§2) La mise en oeuvre des objectifs environnementaux
en matière de construction dans le droit de l'urbanisme
français
Les objectifs environnementaux liés au bâtiment
et donc à l'architecture se traduisent dans le droit de l'urbanisme par
des obligations dont la grande majorité apparaissent avec les lois de
Grenelle. Il ne faut cependant pas penser que les Lois de Grenelle
créent de toutes pièce le fait que les enjeux environnementaux
sont pris en compte dans l'architecture en France. Comme on l'a dit,
l'architecture environnementale date de la fin des années 60 : les
architectes français n'ont donc pas attendu 2010 pour concevoir ce type
d'architecture. En outre, la première réglementation thermique
relative aux bâtiments date de 1974, c'est à dire un an
après le premier choc pétrolier.
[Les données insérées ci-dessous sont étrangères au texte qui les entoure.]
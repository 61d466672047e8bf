// Host unit tests for sync.
//
// Interrupt control and thread blocking are provided by the mocks in `test-support`;
// blocking maps onto `std::thread::park`, so contention tests use real host threads.

extern crate std;

use std::sync::Once;
use std::thread;

use test_support::mock::arch::{MOCK_ARCH_OPS, MockArchOps};
use test_support::mock::sched::{MOCK_SCHED_OPS, MockSchedOps};

use crate::{ArchOps, SchedOps, ThreadId, register_arch_ops, register_sched_ops};


impl ArchOps for MockArchOps {
    unsafe fn read_and_disable_interrupts(&self) -> usize {
        unsafe { MockArchOps::read_and_disable_interrupts(self) }
    }

    unsafe fn restore_interrupts(&self, flags: usize) {
        unsafe { MockArchOps::restore_interrupts(self, flags) }
    }

    fn in_interrupt(&self) -> bool {
        MockArchOps::in_interrupt(self)
    }
}

impl SchedOps for MockSchedOps {
    fn current_thread(&self) -> ThreadId {
        ThreadId(MockSchedOps::current_thread(self))
    }

    fn block_current(&self, wchan: usize) {
        MockSchedOps::block_current(self, wchan)
    }

    fn wake(&self, thread: ThreadId) {
        MockSchedOps::wake(self, thread.0)
    }
}

static INIT: Once = Once::new();

/// Registers the mock ops once per test binary.
fn setup() {
    INIT.call_once(|| unsafe {
        register_arch_ops(&MOCK_ARCH_OPS);
        register_sched_ops(&MOCK_SCHED_OPS);
    });
}

/// Spins (yielding) until `cond` holds.
fn wait_until(cond: impl Fn() -> bool) {
    while !cond() {
        thread::yield_now();
    }
}
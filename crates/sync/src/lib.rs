//! 同步原语
//!
//! 向其它内核模块提供基本的锁和同步原语
//! 包括自旋锁、可重入睡眠锁、中断保护等
//!
//! # 架构与调度依赖
//!
//! 此 crate 通过 [`ArchOps`] trait 抽象中断控制，通过 [`SchedOps`] trait
//! 抽象线程的阻塞与唤醒。
//! 使用前必须调用 [`register_arch_ops`] 和 [`register_sched_ops`] 注册实现。

#![no_std]

extern crate alloc;

mod intr_guard;
mod locker;
mod mutex;
mod raw_spin_lock;
mod sched;
mod spin_lock;

#[cfg(test)]
mod tests;

pub use intr_guard::*;
pub use locker::*;
pub use mutex::*;
pub use raw_spin_lock::*;
pub use sched::*;
pub use spin_lock::*;

use core::sync::atomic::{AtomicUsize, Ordering};

/// 架构相关操作的 trait
///
/// 由内核实现并注册，提供中断控制
pub trait ArchOps: Send + Sync {
    /// 读取并禁用中断，返回之前的状态
    ///
    /// # Safety
    /// 调用者必须确保在适当的上下文中调用
    unsafe fn read_and_disable_interrupts(&self) -> usize;

    /// 恢复中断状态
    ///
    /// # Safety
    /// flags 必须是之前 read_and_disable_interrupts 返回的值
    unsafe fn restore_interrupts(&self, flags: usize);

    /// 当前是否处于中断处理上下文
    fn in_interrupt(&self) -> bool;
}

/// 全局架构操作实例（存储 fat pointer 的两个部分）
static ARCH_OPS_DATA: AtomicUsize = AtomicUsize::new(0);
static ARCH_OPS_VTABLE: AtomicUsize = AtomicUsize::new(0);

/// 注册架构操作实现
///
/// # Safety
/// 必须在单线程环境下调用，且只能调用一次
pub unsafe fn register_arch_ops(ops: &'static dyn ArchOps) {
    let ptr = ops as *const dyn ArchOps;
    // SAFETY: transmute 在这里是安全的，因为 fat pointer 的布局是 (data, vtable)
    let (data, vtable) = unsafe { core::mem::transmute::<*const dyn ArchOps, (usize, usize)>(ptr) };
    ARCH_OPS_DATA.store(data, Ordering::Release);
    ARCH_OPS_VTABLE.store(vtable, Ordering::Release);
}

/// 获取架构操作实例
#[inline]
pub(crate) fn arch_ops() -> &'static dyn ArchOps {
    let data = ARCH_OPS_DATA.load(Ordering::Acquire);
    let vtable = ARCH_OPS_VTABLE.load(Ordering::Acquire);
    if data == 0 {
        panic!("sync: ArchOps not registered, call register_arch_ops first");
    }
    // SAFETY: data 和 vtable 是通过 register_arch_ops 设置的有效指针
    unsafe { &*core::mem::transmute::<(usize, usize), *const dyn ArchOps>((data, vtable)) }
}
Néanmoins, les Lois de
Grenelle viennent systématiser et renforcer considérablement les
règles environnementales pour les bâtiments et donc
l'architecture.
On ne présentera pas ici les règles d'urbanisme
liées à la protection des espaces naturels, des paysages et de la
biodiversité qui peuvent empêcher toute construction car il s'agit
des mêmes règles que l'on a présenté comme des
outils de protection de l'esthétique dans la partie 1 du
mémoire.136
Il s'agit dans ce paragraphe de montrer en quoi le droit de
l'urbanisme été modifié par les lois de Grenelle pour
intégrer des objectifs liés à la protection de
l'environnement dans le secteur du bâtiment : on présentera donc
les nouvelles règles d'efficacité énergétique pour
les bâtiments, la modification des documents d'urbanisme et enfin
l'obligation nouvelle pour certaines constructions de réaliser une
étude d'impact environnemental préalable.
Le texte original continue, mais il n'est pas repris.